Already, states close to Texas — whose restrictions have remained in place through appeals to both the U.S. and Texas supreme courts — have reported major case load increases:

  • Oklahoma: 2,500% increase in patients from Texas compared to the previous year.
  • New Mexico: 100% increase in patients from Texas.
  • Colorado: 1,000% increase in abortion patients from Texas.
  • Louisiana: 347% increase in abortion patients from Texas.

Further, should Roe v. Wade, the 1973 Supreme Court decision that effectively legalized abortion nationwide, be overturned, the Guttmacher Institute — which has long tracked abortion rights — estimates that 26 states will see enactment of anti-abortion legislation. Currently, Texas and Idaho — which saw a bill signed into law this week that also puts a six-week limit on legal abortion — are the only states that have had an anti-abortion acts go into effect. Numerous other state legislatures, including in Florida, West Virginia, Kentucky and Arizona, have taken up similar legislation.

The Supreme Court is expected to deliver a decision on a Mississippi abortion ban this summer, with most analysts expecting the court to significantly narrow Roe’s mandate.

Santa Cruz’s Planned Parenthood clinic opened in 1973, right after the Supreme Court legalized abortion in Roe v. Wade. The founders of that clinic find today’s new restrictions hard to fathom.

Cynthia Mathews, who co-founded the local chapter, said: “It’s exceedingly oppressive, and it’s inequity at its worst. It’s a horrible move backwards, and it’s happening before our eyes.”

Leslie Conner, CEO of Santa Cruz Community Health, believes California is well positioned to rise to the occasion.

“We’re in a fortunate position — a lot of what’s ahead of us is local or state work to work as a potential abortion sanctuary,” she said. “There are some recommendations and things we can do in California to make California an easy place for reproductive access and abortion access, both for Californians and then for others around the country.”

Expect to hear the “sanctuary” rallying cry increasingly in the next several months.

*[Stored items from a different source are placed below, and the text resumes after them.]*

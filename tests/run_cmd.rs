use assert_cmd::Command;
use predicates::prelude::*;
use std::io::Write as _;
use std::time::Duration;

fn cargo_bin() -> Command {
    Command::cargo_bin("bft").unwrap()
}

#[test]
fn echoes_byte_from_stdin() {
    // ",." reads one byte and writes it back.
    cargo_bin()
        .timeout(Duration::from_secs(2))
        .arg("run")
        .arg(",.")
        .write_stdin("Z")
        .assert()
        .success()
        .stdout(&b"Z\n"[..]);
}

#[test]
fn eof_on_stdin_reads_as_zero() {
    cargo_bin()
        .timeout(Duration::from_secs(2))
        .arg("run")
        .arg(",.,.,.")
        .write_stdin("A")
        .assert()
        .success()
        .stdout(&b"A\x00\x00\n"[..]);
}

#[test]
fn pointer_lands_on_untouched_cell() {
    cargo_bin()
        .timeout(Duration::from_secs(2))
        .arg("run")
        .arg(">><.")
        .assert()
        .success()
        .stdout(&b"\x00\n"[..]);
}

#[test]
fn countdown_loop_writes_raw_bytes() {
    cargo_bin()
        .timeout(Duration::from_secs(2))
        .arg("run")
        .arg("+++++[.-]")
        .assert()
        .success()
        .stdout(&b"\x05\x04\x03\x02\x01\n"[..]);
}

#[test]
fn positional_code_parts_are_concatenated() {
    cargo_bin()
        .timeout(Duration::from_secs(2))
        .arg("run")
        .arg("++")
        .arg("+.")
        .assert()
        .success()
        .stdout(&b"\x03\n"[..]);
}

#[test]
fn runs_code_from_file() {
    let mut file = tempfile::NamedTempFile::new().unwrap();
    writeln!(file, "++ increment twice, then print").unwrap();
    writeln!(file, ".").unwrap();

    cargo_bin()
        .timeout(Duration::from_secs(2))
        .arg("run")
        .arg("--file")
        .arg(file.path())
        .assert()
        .success()
        .stdout(&b"\x02\n"[..]);
}

#[test]
fn file_and_positional_code_conflict() {
    cargo_bin()
        .timeout(Duration::from_secs(2))
        .arg("run")
        .arg("--file")
        .arg("/nonexistent.bf")
        .arg("+++")
        .assert()
        .failure()
        .code(2)
        .stderr(predicate::str::contains("cannot use positional code"));
}

#[test]
fn missing_file_reports_read_failure() {
    cargo_bin()
        .timeout(Duration::from_secs(2))
        .arg("run")
        .arg("--file")
        .arg("/nonexistent.bf")
        .assert()
        .failure()
        .code(1)
        .stderr(predicate::str::contains("failed to read code file"));
}

#[test]
fn no_arguments_prints_usage() {
    cargo_bin()
        .timeout(Duration::from_secs(2))
        .arg("run")
        .assert()
        .failure()
        .code(2)
        .stderr(predicate::str::contains("Usage:"));
}
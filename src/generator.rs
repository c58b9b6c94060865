//! Brainfuck code generation.
//!
//! Produces a program that, when interpreted, writes a given byte sequence to
//! its output. Each byte is encoded either as a wrapping delta from the
//! previous byte or by clearing the cell and rebuilding the value, whichever
//! is shorter.

use std::cmp::Ordering;

/// Tuning knobs for [`Generator`].
pub struct GeneratorOptions {
    /// Consider loop-based multiplication when rebuilding a value from zero.
    pub use_loops: bool,
    /// Largest outer loop counter tried during multiplication search.
    pub max_loop_factor: u8,
    /// Assume the target interpreter wraps cells at 256 (this crate's does).
    pub assume_wrapping_u8: bool,
}

impl Default for GeneratorOptions {
    fn default() -> Self {
        Self {
            use_loops: true,
            max_loop_factor: 16,
            assume_wrapping_u8: true,
        }
    }
}

/// Generates Brainfuck code that prints a byte sequence.
pub struct Generator<'a> {
    input: &'a [u8],
    options: GeneratorOptions,
}

impl<'a> Generator<'a> {
    pub fn new(input: &'a [u8]) -> Self {
        Self {
            input,
            options: GeneratorOptions::default(),
        }
    }

    pub fn with_options(input: &'a [u8], options: GeneratorOptions) -> Self {
        Self { input, options }
    }

    /// Produce the program text.
    pub fn generate(&self) -> String {
        let mut output = String::new();
        let mut cursor = 0u8;

        for &byte in self.input {
            let delta = self.encode_delta(cursor, byte);
            let rebuilt = self.encode_from_scratch(byte);

            // Pick whichever encoding is shorter for this byte.
            let best = if delta.len() <= rebuilt.len() { delta } else { rebuilt };
            output.push_str(&best);
            output.push('.');

            cursor = byte;
        }

        output
    }

    /// Shortest `+`/`-` run taking the cell from `cursor` to `target`.
    ///
    /// With wrapping assumed this is the shorter direction around the ring of
    /// 256; otherwise it is the plain signed difference.
    fn encode_delta(&self, cursor: u8, target: u8) -> String {
        if cursor == target {
            return String::new();
        }

        if self.options.assume_wrapping_u8 {
            let forward = target.wrapping_sub(cursor);
            let backward = cursor.wrapping_sub(target);
            if forward <= backward {
                "+".repeat(forward as usize)
            } else {
                "-".repeat(backward as usize)
            }
        } else {
            match target.cmp(&cursor) {
                Ordering::Greater => "+".repeat((target - cursor) as usize),
                Ordering::Less => "-".repeat((cursor - target) as usize),
                Ordering::Equal => String::new(),
            }
        }
    }

    /// Build `target` in the current cell regardless of its prior value.
    ///
    /// The fallback is `[-]` followed by `target` plus signs. When loops are
    /// enabled, multiplication candidates of the form `a * b + r` are tried:
    ///
    /// ```text
    /// [-] >[-]<  '+' * a  [> '+' * b < -]  >  '+'|'-' * |r|  [<+>-] <
    /// ```
    ///
    /// which leaves the current cell at `target`, the temp cell right of it
    /// at 0, and the pointer back where it started.
    fn encode_from_scratch(&self, target: u8) -> String {
        let mut best = String::from("[-]");
        best.push_str(&"+".repeat(target as usize));

        if !self.options.use_loops || target == 0 {
            return best;
        }

        for a in 1..=self.options.max_loop_factor {
            let b = ((target as f32 / a as f32).round() as i32).clamp(1, 255);
            let remainder = target as i32 - a as i32 * b;

            let mut seq = String::from("[-]>[-]<");
            seq.push_str(&"+".repeat(a as usize));
            seq.push('[');
            seq.push('>');
            seq.push_str(&"+".repeat(b as usize));
            seq.push_str("<-]");

            seq.push('>');
            match remainder.cmp(&0) {
                Ordering::Greater => seq.push_str(&"+".repeat(remainder as usize)),
                Ordering::Less => seq.push_str(&"-".repeat(-remainder as usize)),
                Ordering::Equal => {}
            }
            seq.push_str("[<+>-]<");

            if seq.len() < best.len() {
                best = seq;
            }
        }

        best
    }
}
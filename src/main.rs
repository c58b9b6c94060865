use bft::cli_util::{exit_code, print_error};
use bft::{Generator, execute};
use clap::{Args, Parser, Subcommand};
use std::env;
use std::fs;
use std::io::{self, IsTerminal, Read, Write};

fn print_top_usage_and_exit(program: &str, code: i32) -> ! {
    eprintln!(
        r#"Usage:
  {0} run  "<code>"             # Run Brainfuck code (args are concatenated)
  {0} run  --file <PATH>        # Run Brainfuck code loaded from file
  {0} gen  [--bytes] [TEXT...]  # Generate Brainfuck to print TEXT/STDIN/file
  {0} gen  [--bytes] --file <PATH>
  {0} repl                      # Start a Brainfuck REPL (read-eval-print loop)

Run "{0} <subcommand> --help" for more info.
"#,
        program
    );
    let _ = io::stderr().flush();
    std::process::exit(code);
}

fn run_usage_and_exit(program: &str, code: i32) -> ! {
    eprintln!(
        r#"Usage:
  {0} run "<code>"
  {0} run --file <PATH>

Options:
  --file, -f <PATH>  Read Brainfuck code from PATH instead of positional "<code>"
  --help, -h         Show this help

Notes:
- Input (`,`) reads a single byte from stdin; on EOF the current cell is set to 0.
- Characters outside of Brainfuck's ><+-.,[] are treated as comments.
- The tape starts with one cell and grows to the right as needed; moving
  left of cell 0 is an error.

Examples:
- Load Brainfuck code from a file:
    {0} run --file ./program.bf
- Read bytes from a file as stdin (`,` will consume file input):
    {0} run ",[.,]" < input.txt
"#,
        program
    );
    let _ = io::stderr().flush();
    std::process::exit(code);
}

fn gen_usage_and_exit(program: &str, code: i32) -> ! {
    eprintln!(
        r#"Usage:
  {0} gen [--bytes] [TEXT...]           # Read UTF-8 TEXT args (preferred) or from STDIN if no TEXT is given
  {0} gen [--bytes] --file <PATH>       # Read from file instead of STDIN

Options:
  --file, -f <PATH>  Read input from file at PATH (otherwise reads from TEXT or STDIN)
  --bytes            Treat input as raw bytes (no UTF-8 required)
  --help, -h         Show this help

Description:
  Generates Brainfuck code that, when executed, will output the provided input bytes.

Notes:
  - Output is Brainfuck code printed to stdout followed by a newline.
"#,
        program
    );
    let _ = io::stderr().flush();
    std::process::exit(code);
}

fn repl_usage_and_exit(program: &str, code: i32) -> ! {
    eprintln!(
        r#"Usage:
  {0} repl   # Start a Brainfuck REPL (read-eval-print loop)

Options:
  --help, -h         Show this help

Description:
  Starts a REPL where you can enter Brainfuck code and execute it live.

Notes:
    - Ctrl+d executes the current buffer on *nix/macOS.
    - Ctrl+z and Enter will execute the current buffer on Windows.
    - Ctrl+c exits the REPL immediately.
    - The REPL will print a newline after each execution for readability.
    - Each execution starts with a fresh tape and pointer.
    - The REPL will exit after a single execution if the environment variable `BFT_REPL_ONCE` is set to `1`.
"#,
        program
    );
    let _ = io::stderr().flush();
    std::process::exit(code);
}

#[derive(Parser, Debug)]
#[command(name = "bft", disable_help_flag = true, disable_help_subcommand = true)]
struct Cli {
    /// Show this help
    #[arg(short = 'h', long = "help", action = clap::ArgAction::SetTrue)]
    help: bool,

    #[command(subcommand)]
    command: Option<Command>,
}

#[derive(Subcommand, Debug)]
enum Command {
    Run(RunArgs),
    Gen(GenArgs),
    Repl(ReplArgs),
}

#[derive(Args, Debug)]
#[command(disable_help_flag = true)]
struct RunArgs {
    /// Read Brainfuck code from PATH instead of positional "<code>"
    #[arg(short = 'f', long = "file")]
    file: Option<String>,

    /// Concatenated Brainfuck code parts
    #[arg(value_name = "code", allow_hyphen_values = true)]
    code: Vec<String>,

    /// Show this help
    #[arg(short = 'h', long = "help", action = clap::ArgAction::SetTrue)]
    help: bool,
}

#[derive(Args, Debug)]
#[command(disable_help_flag = true)]
struct GenArgs {
    /// Treat input as raw bytes (no UTF-8 required)
    #[arg(long = "bytes")]
    bytes: bool,

    /// Read input from file at PATH (otherwise reads from TEXT or STDIN)
    #[arg(short = 'f', long = "file")]
    file: Option<String>,

    /// Positional text (UTF-8). If omitted, reads from STDIN.
    #[arg(value_name = "TEXT", trailing_var_arg = true)]
    text: Vec<String>,

    /// Show this help
    #[arg(short = 'h', long = "help", action = clap::ArgAction::SetTrue)]
    help: bool,
}

#[derive(Args, Debug)]
#[command(disable_help_flag = true)]
struct ReplArgs {
    /// Show this help
    #[arg(short = 'h', long = "help", action = clap::ArgAction::SetTrue)]
    help: bool,
}

fn run_run_with_args(program: &str, args: RunArgs) -> i32 {
    if args.help {
        run_usage_and_exit(program, 0);
    }

    let RunArgs { file, code, .. } = args;

    if file.is_none() && code.is_empty() {
        run_usage_and_exit(program, 2);
    }

    if file.is_some() && !code.is_empty() {
        eprintln!("{program}: cannot use positional code together with --file");
        run_usage_and_exit(program, 2);
    }

    let code_str = if let Some(path) = file {
        match fs::read_to_string(&path) {
            Ok(s) => s,
            Err(e) => {
                eprintln!("{program}: failed to read code file as UTF-8: {e}");
                let _ = io::stderr().flush();
                return 1;
            }
        }
    } else {
        code.join("")
    };

    // Execute the original source so that error positions match it
    if let Err(err) = execute(&code_str, io::stdin().lock(), io::stdout().lock()) {
        print_error(Some(program), &code_str, &err);
        let _ = io::stderr().flush();
        return exit_code(&err);
    }

    // For readability, ensure output ends with a newline
    println!();
    let _ = io::stdout().flush();
    0
}

fn run_gen_with_args(program: &str, args: GenArgs) -> i32 {
    if args.help {
        gen_usage_and_exit(program, 0);
    }

    let GenArgs { bytes, file, text, .. } = args;

    if file.is_some() && !text.is_empty() {
        eprintln!("{program}: cannot use positional TEXT together with --file");
        gen_usage_and_exit(program, 2);
    }

    let input_bytes: Vec<u8> = match file {
        Some(path) => {
            if bytes {
                match fs::read(&path) {
                    Ok(b) => b,
                    Err(e) => {
                        eprintln!("{program}: failed to read file: {e}");
                        let _ = io::stderr().flush();
                        return 1;
                    }
                }
            } else {
                match fs::read_to_string(&path) {
                    Ok(s) => s.into_bytes(),
                    Err(e) => {
                        eprintln!(
                            "{program}: failed to read file as UTF-8 (use --bytes for binary): {e}"
                        );
                        let _ = io::stderr().flush();
                        return 1;
                    }
                }
            }
        }
        None => {
            if !text.is_empty() {
                text.join(" ").into_bytes()
            } else if bytes {
                let mut buf = Vec::new();
                if let Err(e) = io::stdin().lock().read_to_end(&mut buf) {
                    eprintln!("{program}: failed reading stdin: {e}");
                    let _ = io::stderr().flush();
                    return 1;
                }
                buf
            } else {
                let mut s = String::new();
                if let Err(e) = io::stdin().read_to_string(&mut s) {
                    eprintln!(
                        "{program}: failed reading UTF-8 from stdin (use --bytes for binary): {e}"
                    );
                    let _ = io::stderr().flush();
                    return 1;
                }
                s.into_bytes()
            }
        }
    };

    let code = Generator::new(&input_bytes).generate();
    println!("{}", code);
    let _ = io::stdout().flush();
    0
}

/// Executes a single Brainfuck program contained in `buffer`.
/// - Program output goes to stdout.
/// - Errors are printed concisely to stderr.
/// - A newline is always written to stdout after execution (success or error)
///   so that the prompt begins at column 0 on the next iteration.
fn execute_repl_buffer(buffer: &str) {
    if let Err(err) = execute(buffer, io::stdin().lock(), io::stdout().lock()) {
        print_error(None, buffer, &err);
        let _ = io::stderr().flush();
    }
    println!();
    let _ = io::stdout().flush();
}

fn run_repl_with_args(program: &str, args: ReplArgs) -> i32 {
    if args.help {
        repl_usage_and_exit(program, 0);
    }

    // Install SIGINT (ctrl+c) handler to flush and exit(0) immediately
    if let Err(e) = ctrlc::set_handler(|| {
        let _ = std::io::stdout().flush();
        let _ = std::io::stderr().flush();
        std::process::exit(0);
    }) {
        eprintln!("{program}: failed to set ctrl+c handler: {e}");
        let _ = std::io::stderr().flush();
        return 1;
    }

    let interactive = io::stdin().is_terminal();
    if interactive {
        println!("Brainfuck REPL");
        println!(
            "Ctrl+d/Ctrl+z Enter (Windows) executes the current buffer. Press ctrl+c to exit"
        );
    }

    if let Err(e) = repl_loop(interactive) {
        eprintln!("{program}: repl failed: {e}");
        let _ = io::stderr().flush();
        return 1;
    }
    0
}

fn repl_loop(interactive: bool) -> io::Result<()> {
    loop {
        let mut stdin = io::stdin().lock();

        if interactive {
            print!("bft> ");
            io::stdout().flush()?;
        }

        let Some(submission) = read_submission(&mut stdin) else {
            // EOF with nothing buffered: leave the loop
            if interactive {
                println!();
                io::stdout().flush()?;
            }
            return Ok(());
        };
        drop(stdin);

        let filtered = ops_only(submission.trim());
        if filtered.is_empty() {
            continue;
        }

        // Execute the Brainfuck code in the submission
        execute_repl_buffer(&filtered);

        // Test hook: if BFT_REPL_ONCE is set, exit after a single execution
        // to allow integration testing
        if env::var("BFT_REPL_ONCE").ok().as_deref() == Some("1") {
            return Ok(());
        }
    }
}

fn read_submission<R: io::BufRead>(stdin: &mut R) -> Option<String> {
    // Collect all lines until EOF
    let mut buffer = String::new();

    loop {
        let mut line = String::new();
        match stdin.read_line(&mut line) {
            Ok(0) => {
                // EOF
                break;
            }
            Ok(_) => {
                buffer.push_str(&line);
            }
            Err(_) => {
                // Read error, ignore
                return None;
            }
        }
    }

    if buffer.is_empty() { None } else { Some(buffer) }
}

/// Keep only Brainfuck instruction characters
fn ops_only(s: &str) -> String {
    s.chars()
        .filter(|c| matches!(c, '>' | '<' | '+' | '-' | '.' | ',' | '[' | ']'))
        .collect()
}

fn main() {
    // We still pull the program name for help rendering consistency
    let program = env::args().next().unwrap_or_else(|| String::from("bft"));

    let cli = Cli::parse();

    if cli.help || cli.command.is_none() {
        print_top_usage_and_exit(&program, if cli.help { 0 } else { 2 });
    }

    let code = match cli.command.unwrap() {
        Command::Run(args) => run_run_with_args(&program, args),
        Command::Gen(args) => run_gen_with_args(&program, args),
        Command::Repl(args) => run_repl_with_args(&program, args),
    };

    std::process::exit(code);
}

As California’s first partner, Jennifer Siebel Newsom, said when Gov. Newsom signed the Abortion Accessibility Act: “We value women and recognize all they shoulder in their dual roles as caregivers and breadwinners. California will continue to lead by example and ensure all women and pregnant people have autonomy over their bodies and the ability to control their own destinies.”